ETHIOPIA - While many Olympic runners raise their arms as they approach the finish line, few do so as a demonstration of political protest. Ethiopian runner Feyisa Lilesa joined this elite group of politically charged Olympic athletes such as Tommie Smith and John Carlos when he crossed his arms at the end of the Men’s Marathon during the Rio Olympics. While Tommie Smith and John Carlos raised their fists in a Black Power salute during the awards ceremony, Feyisa Lilesa crossed his arms at the end of the race to demonstrate his allegiance with the Oromo people as they continue a centuries long clash with the Ethiopian government. What looked like a stretch to many Olympic observers was really a powerful demonstration that resulted from many years of unrest and political strife.
Thousands of miles from where Lilesa made his protest in August, Oromo dissenters had been actively demonstrating against the Ethiopian government since 2014 when a plan was unveiled for the expansion of Addis Ababa. The plan, arguably excellent for the capitals image and perhaps even reminiscent of the rapid improvements made under Haile Selassie in the mid 20th century, also proved reminiscent to the Oromo of how they were kicked off their land when the capital was moved from the north of the country to Addis Ababa in the first place. The new plan involved permeating the capital city into the Oromo occupied outskirts of its current blueprint, displacing members of the already marginalized group in the process. Without previous knowledge of the maltreatment of the Oromo, one might think that protests involving more than one hundred thousand people across Oromia might be drastic, but the government’s plan to expand the city into heavily Oromo occupied territory was perhaps the last straw after centuries of government action taken to improve Ethiopia at the expense of the Oromo.

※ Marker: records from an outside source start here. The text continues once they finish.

//! Lean incremental Merkle tree.
//!
//! A dynamically sized binary Merkle tree holding the group's identity
//! commitments. Unlike a classic IMT there is no zero sentinel: a node
//! without a right sibling is promoted unchanged to the parent level, so
//! the tree always has `⌈log₂(size)⌉` levels above the leaves and proofs
//! skip the promoted levels entirely.

use std::collections::HashSet;
use std::marker::PhantomData;

use ark_bn254::Fr;
use serde::{Deserialize, Serialize};
use thiserror::Error;

use crate::crypto::mimc::MimcHash;

/// Hash binding for the tree. Implementations must be identical to the
/// in-circuit hash when the tree backs proof generation.
pub trait LeanIMTHasher {
    fn hash(inputs: &[Fr]) -> Fr;
}

/// Errors from tree operations. A failed operation leaves the tree
/// unchanged.
#[derive(Debug, Error, Clone, PartialEq, Eq)]
pub enum TreeError {
    #[error("cannot insert an empty batch of leaves")]
    EmptyBatch,

    #[error("leaf index {index} is out of range for a tree of size {size}")]
    IndexOutOfRange { index: usize, size: usize },

    #[error("leaves and indices length mismatch ({leaves} != {indices})")]
    LengthMismatch { leaves: usize, indices: usize },

    #[error("duplicated leaf index {0}")]
    DuplicatedIndex(usize),

    #[error("the tree is empty")]
    EmptyTree,
}

/// Membership proof for a single leaf.
///
/// `path[i]` is 0 when the running node is a left child at level `i` and
/// 1 when it is a right child. Levels where the node was a lone last
/// child are skipped, so the proof may be shorter than the tree depth.
#[derive(Debug, Clone, PartialEq, Eq, Serialize, Deserialize)]
pub struct MerkleProof {
    #[serde(with = "crate::field::decimal")]
    pub node: Fr,
    #[serde(with = "crate::field::decimal")]
    pub root: Fr,
    pub path: Vec<u8>,
    #[serde(with = "crate::field::decimal_seq")]
    pub siblings: Vec<Fr>,
}

/// Lean incremental Merkle tree over BN254 field elements.
///
/// `nodes[0]` holds the leaves in insertion order; `nodes[i + 1]` holds
/// the parents of `nodes[i]`; the last level holds the single root.
#[derive(Debug, Clone, Default)]
pub struct LeanIMT<H: LeanIMTHasher = MimcHash> {
    nodes: Vec<Vec<Fr>>,
    _hasher: PhantomData<H>,
}

/// Tree depth required to hold `leaves` leaves (`⌈log₂(leaves)⌉`).
fn required_depth(leaves: usize) -> usize {
    leaves.next_power_of_two().ilog2() as usize
}

impl<H: LeanIMTHasher> LeanIMT<H> {
    /// Create an empty tree.
    pub fn new() -> Self {
        Self {
            nodes: Vec::new(),
            _hasher: PhantomData,
        }
    }

    /// Create a tree from an initial batch of leaves. An empty slice
    /// yields an empty tree.
    pub fn with_leaves(leaves: &[Fr]) -> Self {
        let mut tree = Self::new();
        if !leaves.is_empty() {
            tree.insert_many(leaves)
                .expect("a non-empty batch always inserts");
        }
        tree
    }

    /// Number of leaves in the tree.
    pub fn size(&self) -> usize {
        self.nodes.first().map_or(0, Vec::len)
    }

    /// Number of edges from the leaves to the root; 0 when `size() <= 1`.
    pub fn depth(&self) -> usize {
        self.nodes.len().saturating_sub(1)
    }

    /// The current root, or `None` if no leaf has been inserted.
    pub fn root(&self) -> Option<Fr> {
        if self.size() == 0 {
            return None;
        }
        Some(self.nodes[self.depth()][0])
    }

    /// The leaves in insertion order.
    pub fn leaves(&self) -> &[Fr] {
        self.nodes.first().map_or(&[], Vec::as_slice)
    }

    /// Index of the first leaf equal to `leaf`, if present.
    pub fn index_of(&self, leaf: &Fr) -> Option<usize> {
        self.nodes.first()?.iter().position(|node| node == leaf)
    }

    /// Append a leaf and rebuild the spine up to the root.
    pub fn insert(&mut self, leaf: Fr) {
        let size = self.size();

        // A full tree gets one more level before the climb.
        if self.nodes.is_empty() || required_depth(size + 1) > self.depth() {
            self.nodes.push(Vec::new());
        }

        let mut node = leaf;
        let mut index = size;

        for level in 0..self.depth() {
            if index >= self.nodes[level].len() {
                self.nodes[level].push(node);
            } else {
                self.nodes[level][index] = node;
            }

            // A lone left child keeps its value at the parent level; only
            // a right child hashes with its sibling.
            if index % 2 != 0 {
                let sibling = self.nodes[level][index - 1];
                node = H::hash(&[sibling, node]);
            }

            index /= 2;
        }

        let top = self.depth();
        self.nodes[top] = vec![node];
    }

    /// Append a batch of leaves, then recompute every level bottom-up.
    pub fn insert_many(&mut self, leaves: &[Fr]) -> Result<(), TreeError> {
        if leaves.is_empty() {
            return Err(TreeError::EmptyBatch);
        }

        let target = self.size() + leaves.len();
        if self.nodes.is_empty() {
            self.nodes.push(Vec::new());
        }
        while required_depth(target) > self.depth() {
            self.nodes.push(Vec::new());
        }

        self.nodes[0].extend_from_slice(leaves);

        for level in 0..self.depth() {
            let (lower, upper) = self.nodes.split_at_mut(level + 1);
            let current = &lower[level];
            let next = &mut upper[0];

            for j in (0..current.len()).step_by(2) {
                let parent_index = j / 2;
                let value = if j == current.len() - 1 {
                    current[j]
                } else {
                    H::hash(&[current[j], current[j + 1]])
                };

                if parent_index >= next.len() {
                    next.push(value);
                } else {
                    next[parent_index] = value;
                }
            }
        }

        Ok(())
    }

    /// Overwrite the leaf at `index` and recompute its ancestor spine.
    pub fn update(&mut self, new_leaf: Fr, index: usize) -> Result<(), TreeError> {
        let size = self.size();
        if index >= size {
            return Err(TreeError::IndexOutOfRange { index, size });
        }

        let mut node = new_leaf;
        let mut index = index;

        for level in 0..self.depth() {
            self.nodes[level][index] = node;

            if index % 2 != 0 {
                let sibling = self.nodes[level][index - 1];
                node = H::hash(&[sibling, node]);
            } else if index != self.nodes[level].len() - 1 {
                let sibling = self.nodes[level][index + 1];
                node = H::hash(&[node, sibling]);
            }
            // else: lone last child, promoted unchanged

            index /= 2;
        }

        let top = self.depth();
        self.nodes[top] = vec![node];
        Ok(())
    }

    /// Overwrite a batch of leaves at pairwise-distinct indices, then
    /// recompute exactly the parents whose children changed.
    pub fn update_many(&mut self, leaves: &[Fr], indices: &[usize]) -> Result<(), TreeError> {
        if leaves.len() != indices.len() {
            return Err(TreeError::LengthMismatch {
                leaves: leaves.len(),
                indices: indices.len(),
            });
        }

        // Validate everything before the first write so a failure leaves
        // the tree untouched.
        let size = self.size();
        let mut seen = HashSet::with_capacity(indices.len());
        for &index in indices {
            if index >= size {
                return Err(TreeError::IndexOutOfRange { index, size });
            }
            if !seen.insert(index) {
                return Err(TreeError::DuplicatedIndex(index));
            }
        }

        let mut modified: HashSet<usize> = HashSet::with_capacity(indices.len());
        for (leaf, &index) in leaves.iter().zip(indices) {
            self.nodes[0][index] = *leaf;
            modified.insert(index / 2);
        }

        for level in 1..=self.depth() {
            let mut next_modified = HashSet::with_capacity(modified.len());
            let (lower, upper) = self.nodes.split_at_mut(level);
            let children = &lower[level - 1];
            let parents = &mut upper[0];

            for &parent_index in &modified {
                let j = parent_index * 2;
                parents[parent_index] = if j == children.len() - 1 {
                    children[j]
                } else {
                    H::hash(&[children[j], children[j + 1]])
                };
                next_modified.insert(parent_index / 2);
            }

            modified = next_modified;
        }

        Ok(())
    }

    /// Generate a membership proof for the leaf at `index`.
    pub fn generate_proof(&self, index: usize) -> Result<MerkleProof, TreeError> {
        let size = self.size();
        if size == 0 {
            return Err(TreeError::EmptyTree);
        }
        if index >= size {
            return Err(TreeError::IndexOutOfRange { index, size });
        }

        let node = self.nodes[0][index];
        let mut path = Vec::new();
        let mut siblings = Vec::new();
        let mut index = index;

        for level in 0..self.depth() {
            if index % 2 != 0 {
                path.push(1);
                siblings.push(self.nodes[level][index - 1]);
            } else if index != self.nodes[level].len() - 1 {
                path.push(0);
                siblings.push(self.nodes[level][index + 1]);
            }
            // a lone last child needs no proof entry at this level

            index /= 2;
        }

        Ok(MerkleProof {
            node,
            root: self.nodes[self.depth()][0],
            path,
            siblings,
        })
    }

    /// Check a membership proof against this tree's current root.
    pub fn verify_proof(&self, proof: &MerkleProof) -> bool {
        if proof.path.len() != proof.siblings.len() {
            return false;
        }
        if self.root() != Some(proof.root) {
            return false;
        }

        let mut node = proof.node;
        for (bit, sibling) in proof.path.iter().zip(&proof.siblings) {
            node = if *bit == 1 {
                H::hash(&[*sibling, node])
            } else {
                H::hash(&[node, *sibling])
            };
        }

        node == proof.root
    }
}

In 1941 at the end of the Italian occupation the imperial system made strides towards assimilating the Oromo in order to build Ethiopian nationalism at a time when the country was lacking a strong national identity. This assimilation process entailed making Amharic the national language and banning the use of the Oromo language in schools, churches, and public offices. While some Oromo’s ‘Amharised’ in order to achieve upward mobility, it was not long before campaigns such as Macha Tulama and Ethiopian Student Movement formed in opposition to the current political environment and poor treatment of the Oromo identity. While some of the more extreme followers of these movements wanted independence from Ethiopia all together, they at the very least desired equal treatment of the Oromo language, culture, and religion to that of the Amhara. 
Unfortunately, not all that much has changed since Oromo nationalist movements began. The Oromo remain the largest ethnic group in Ethiopia (and the Horn of Africa for that matter), yet groups such as the Amhara and the Tigray are favored in government just like they have been for decades. Interestingly though, Ethiopia is a country in which a strong sense of fraternity is felt amongst its citizens, which can perhaps be attributed to the historical bond that it is the only country to have fought off colonization. However, it must be noted that fraternity and national identity cannot be confused here because if you ask an Oromo about their national identity it is likely that they will respond “I am Oromo,” not, “I am Ethiopian
With this in mind, it is not surprising that when Oromo athlete Feyisa Lilesa ran for the Ethiopian Olympic team he also took a stand that demonstrated his allegiance to his Oromo identity during a crucial time in their history and relationship with the Ethiopian government. Even though Lilesa won silver in the race, he won gold in the hearts of many Oromo nationalists through his bold demonstration of solidarity and civil disobedience towards a government that has historically mistreated his people.
1. Bulcha, Mekuria. "African Sociological Review/Revue Africaine De Sociologie."African Studies Companion Online 1.1 (1997): 30-65. JSTOR [JSTOR]. Web. 22 Sept. 2016.